Isaiah 58 is one of our most ardent passions. Oppression is seen in many forms, but one of the most devastating ones that we have experienced first-hand has been by local leadership. A few short stories…

The local pastor has oppressed the village spiritually, not allowing them to develop beyond the point that he is at. He has not practiced what he preaches and far, far worse, implicitly giving liberty to others to do the same in their lives, thinking that it is just one variation of the Christian way.

The local president of the community counsel has oppressed the village socially with major alcohol, marital, and violence problems, occasionally ending with a visit by the local police or to the local magistrate's office. He has attempted suicide multiple times.

The local “sheriffs” that are installed to protect the community have oppressed the village socially, emotionally and potentially physically because they are regularly-drunk (all together and with the entire community's knowledge) at critical times that intervention is needed.
The local teacher has oppressed the village intellectually as he only teaches class 2-3 days a week and for about 2 hours to each class. Any attempts by locals to press for something better has ended in him threatening to leave the community all together, which would supposedly leave them with no education for their children at all (which is a lie). 

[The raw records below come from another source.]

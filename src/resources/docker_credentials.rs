//! Docker credentials for the account's container registry.

use async_trait::async_trait;
use chrono::Utc;
use serde_json::json;
use tracing::{info, warn};

use crate::context::OpContext;
use crate::credentials::{issue, refresh_if_expired, revoke, DockerCredential, MAX_EXPIRY_SECONDS};
use crate::error::ProviderError;
use crate::provider::ProviderMeta;
use crate::resource::{clear_if_not_found, Resource};
use crate::resources::container_registry::get_registry;
use crate::schema::{Attribute, Schema, Validator};
use crate::state::ResourceData;

#[derive(Debug, Clone, Copy)]
struct Scope {
    write: bool,
    expiry_seconds: i64,
}

impl Scope {
    fn from_data(data: &ResourceData) -> Self {
        Self {
            write: data.get_bool("write").unwrap_or(false),
            expiry_seconds: data.get_i64("expiry_seconds").unwrap_or(MAX_EXPIRY_SECONDS),
        }
    }
}

fn store(data: &mut ResourceData, credential: &DockerCredential) {
    data.set("docker_credentials", credential.docker_config.expose().as_str());
    data.set("credential_expiration_time", credential.expiration_time());
}

/// `digitalocean_container_registry_docker_credentials`
#[derive(Debug, Clone, Copy, Default)]
pub struct DockerCredentialsResource;

#[async_trait]
impl Resource for DockerCredentialsResource {
    fn schema(&self) -> Schema {
        Schema::v0()
            .with_description("A Docker config.json granting access to the container registry.")
            .with_attribute(
                "registry_name",
                Attribute::required_string()
                    .with_force_new()
                    .with_validator(Validator::NoZeroValues),
            )
            .with_attribute("write", Attribute::optional_bool().with_default(json!(false)))
            .with_attribute(
                "expiry_seconds",
                Attribute::optional_int64()
                    .with_default(json!(MAX_EXPIRY_SECONDS))
                    .with_validator(Validator::int_between(0, MAX_EXPIRY_SECONDS)),
            )
            .with_attribute("docker_credentials", Attribute::computed_string().sensitive())
            .with_attribute("credential_expiration_time", Attribute::computed_string())
    }

    async fn create(
        &self,
        ctx: &OpContext,
        meta: &ProviderMeta,
        data: &mut ResourceData,
    ) -> Result<(), ProviderError> {
        let registry_name = data.require_str("registry_name")?.to_string();
        let scope = Scope::from_data(data);
        let credential = issue(ctx, &meta.client, scope.write, scope.expiry_seconds, Utc::now()).await?;
        info!(registry = %registry_name, expires = %credential.expiration_time(), "issued docker credentials");
        store(data, &credential);
        data.set_id(registry_name);
        Ok(())
    }

    async fn read(
        &self,
        ctx: &OpContext,
        meta: &ProviderMeta,
        data: &mut ResourceData,
    ) -> Result<(), ProviderError> {
        let registry = match get_registry(ctx, &meta.client).await {
            Ok(registry) => registry,
            Err(err) => return clear_if_not_found(err, "container registry", data),
        };
        if registry.name != data.id() {
            warn!(id = data.id(), "registry no longer exists, removing docker credentials from state");
            data.clear_id();
            return Ok(());
        }
        data.set("registry_name", registry.name.as_str());

        let scope = Scope::from_data(data);
        let stored = data.get_str("credential_expiration_time").map(str::to_string);
        let refreshed = refresh_if_expired(
            ctx,
            &meta.client,
            scope.write,
            scope.expiry_seconds,
            stored.as_deref(),
            Utc::now(),
        )
        .await?;
        if let Some(credential) = refreshed {
            store(data, &credential);
        }
        Ok(())
    }

    async fn update(
        &self,
        ctx: &OpContext,
        meta: &ProviderMeta,
        data: &mut ResourceData,
    ) -> Result<(), ProviderError> {
        if !data.has_changes(&["write", "expiry_seconds"]) {
            return Ok(());
        }
        let scope = Scope::from_data(data);
        let credential = issue(ctx, &meta.client, scope.write, scope.expiry_seconds, Utc::now()).await?;
        store(data, &credential);
        Ok(())
    }

    async fn delete(
        &self,
        ctx: &OpContext,
        meta: &ProviderMeta,
        data: &mut ResourceData,
    ) -> Result<(), ProviderError> {
        if let Some(docker_config) = data.get_str("docker_credentials").filter(|s| !s.is_empty()) {
            revoke(ctx, &meta.client, docker_config).await?;
        }
        data.clear_id();
        Ok(())
    }
}

#[cfg(test)]
mod tests {
    use super::*;
    use crate::client::Method;
    use crate::credentials::{DOCKER_CREDENTIALS_PATH, OAUTH_REVOKE_URL};
    use crate::lookup::parse_timestamp;
    use crate::resources::container_registry::REGISTRY_PATH;
    use crate::testing::{assert_plan_redacts, not_found_body, MockTransport, ProviderTester};
    use crate::DigitalOceanProvider;
    use base64::engine::general_purpose::STANDARD;
    use base64::Engine as _;
    use chrono::Duration;
    use serde_json::Value;

    fn docker_config(token: &str) -> Value {
        let auth = STANDARD.encode(format!("{}:{}", token, token));
        json!({"auths": {"registry.digitalocean.com": {"auth": auth}}})
    }

    async fn configured(mock: &MockTransport) -> ProviderTester<DigitalOceanProvider> {
        let tester = ProviderTester::new(mock.provider().unwrap());
        tester
            .configure(json!({"token": MockTransport::TOKEN}))
            .await
            .unwrap();
        tester
    }

    fn registry() -> Value {
        json!({"registry": {"name": "shop", "region": "fra1"}})
    }

    #[tokio::test]
    async fn test_expired_credential_is_reissued_on_read() {
        let mock = MockTransport::new()
            .on(Method::Get, DOCKER_CREDENTIALS_PATH, 200, docker_config("first"))
            .on(Method::Get, DOCKER_CREDENTIALS_PATH, 200, docker_config("second"))
            .on(Method::Get, REGISTRY_PATH, 200, registry());
        let tester = configured(&mock).await;

        let before = Utc::now();
        let state = tester
            .create(
                "digitalocean_container_registry_docker_credentials",
                json!({"registry_name": "shop", "expiry_seconds": 3600}),
            )
            .await
            .unwrap();
        let expires = parse_timestamp(state["credential_expiration_time"].as_str()).unwrap();
        assert!(expires >= before + Duration::seconds(3599));
        assert!(expires <= Utc::now() + Duration::seconds(3600));
        assert!(state["docker_credentials"].as_str().unwrap().contains("auths"));
        assert_eq!(mock.count(Method::Get, DOCKER_CREDENTIALS_PATH), 1);

        // Pretend 3601 seconds went by.
        let mut stale = state.clone();
        let lapsed = Utc::now() - Duration::seconds(1);
        stale["credential_expiration_time"] = json!(lapsed.to_rfc3339());
        let refreshed = tester
            .read("digitalocean_container_registry_docker_credentials", stale)
            .await
            .unwrap();
        assert_eq!(mock.count(Method::Get, DOCKER_CREDENTIALS_PATH), 2);
        assert_ne!(refreshed["docker_credentials"], state["docker_credentials"]);
        let bumped = parse_timestamp(refreshed["credential_expiration_time"].as_str()).unwrap();
        assert!(bumped > Utc::now());
    }

    #[tokio::test]
    async fn test_deleted_registry_drops_credentials() {
        let mock = MockTransport::new().on(Method::Get, REGISTRY_PATH, 404, not_found_body());
        let tester = configured(&mock).await;
        let state = json!({
            "id": "shop",
            "registry_name": "shop",
            "docker_credentials": docker_config("tok").to_string(),
            "credential_expiration_time": "2999-01-01T00:00:00Z"
        });

        let state = tester
            .read("digitalocean_container_registry_docker_credentials", state)
            .await
            .unwrap();
        assert_eq!(state, Value::Null);
        assert_eq!(mock.count(Method::Get, DOCKER_CREDENTIALS_PATH), 0);
    }

    #[tokio::test]
    async fn test_scope_change_reissues_and_stays_redacted() {
        let mock = MockTransport::new()
            .on(Method::Get, DOCKER_CREDENTIALS_PATH, 200, docker_config("rw"))
            .on(Method::Get, REGISTRY_PATH, 200, registry());
        let tester = configured(&mock).await;
        let secret = docker_config("ro").to_string();
        let prior = json!({
            "id": "shop",
            "registry_name": "shop",
            "write": false,
            "expiry_seconds": 3600,
            "docker_credentials": secret,
            "credential_expiration_time": "2999-01-01T00:00:00Z"
        });
        let mut planned = prior.clone();
        planned["write"] = json!(true);

        let plan = tester
            .plan_update("digitalocean_container_registry_docker_credentials", prior.clone(), planned)
            .await
            .unwrap();
        assert_plan_redacts(&plan, &secret);

        let state = tester
            .update(
                "digitalocean_container_registry_docker_credentials",
                prior,
                plan.planned_state,
            )
            .await
            .unwrap();
        assert_ne!(state["docker_credentials"].as_str(), Some(secret.as_str()));
        let request = &mock.requests_to(Method::Get, DOCKER_CREDENTIALS_PATH)[0];
        assert_eq!(request.query_param("read_write"), Some("true"));
    }

    #[tokio::test]
    async fn test_delete_revokes_token() {
        let mock = MockTransport::new().on(Method::Post, OAUTH_REVOKE_URL, 200, json!({}));
        let tester = configured(&mock).await;

        tester
            .delete(
                "digitalocean_container_registry_docker_credentials",
                json!({"id": "shop", "registry_name": "shop", "docker_credentials": docker_config("tok").to_string()}),
            )
            .await
            .unwrap();
        assert_eq!(mock.count(Method::Post, OAUTH_REVOKE_URL), 1);

        let err = tester
            .delete(
                "digitalocean_container_registry_docker_credentials",
                json!({"id": "shop", "registry_name": "shop", "docker_credentials": "{}"}),
            )
            .await
            .unwrap_err();
        assert_eq!(err.message(), "unable to find OAuth token");
    }
}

The (thankfully now former) local president of the PTO sells alcohol illegally out of her home and verbally and physically abuses her children/nieces & nephews on a daily basis and has even attempted homicide against a young woman in town - an encounter ending with a vicious machete wound to the head of her unlucky victim. We hear the words and see the wounds.

The community still doesn’t have a 24 hr water system primarily due to material/physical oppression - a local land owner intentionally purchased local springs once he caught wind that the community was thinking of purchasing it for community usage. The reason?  He needs to keep his cattle well-watered. Any attempts to approach him for a potential purchase have been quickly shot down.

These little snippets are not shared to depress or discourage, but to point to an underlying issue that seems to exist in many communities. Leadership is very weak - oppression is very strong.  Many people/leaders in this community have no example to look up to and follow. It is no wonder we are in a very sad state. Community members have tried to remove each of these leaders and put another in their place, but these leaders make threats saying that no one else will take their place or come to this village. The low self-esteem and rock-bottom dignity of the people allows them to believe these lies and remain in their sad cycle of holistic poverty. They truly think there is nothing they can do.  One of the most common lines we hear is, “I don’t say or do anything because I don’t want problems.” The people are scared, stuck… OPPRESSED.  God calls us to break these chains of oppression.

“Is not this the kind of fasting I have chosen:
to loose the chains of injustice
    and untie the cords of the yoke,
to set the oppressed free
    and break every yoke?"  Is. 58:6

Many groups/organizations (Honduran or North-American) that visit these communities either don’t know any of this, don’t want to know, or perhaps know some things but ignore them. Things are taken at face value (from people desperately trying to "save-face," to be touched on in a following blog). The assumption is that these people are “poor” and need physical relief. They may be poor as we all are, but the type of poverty is not material and the help needed is not just give-aways or quick and easy fixes.

We have heard the question so many times, “What would it take to do X.” What we have found over the years is that when North Americans ask this, they are actually asking, “How much money do you need to fix it?”  To us, and from our experience - it’s not about money.  It’s about oppression. It’s about a lack unity and maturity in the body of Christ and in a community. Formation and restauration is needed, not just money. Oftentimes infrastructure projects, when done appropriately, can be an extremely-effective forum to confront these types of deeper issues and are often an excellent place for North American involvement. However, rapidly-executed projects will not likely create deep, lasting, sustainable change in a community. Quality of life in the developing world must be improved, and we believe that we all as believers are called to partner in that work, However, we must be very careful, and very intentional with those interventions.

Band-aids, no matter how many of them we apply or how passionately we apply them, will never send a deadly cancer into remission.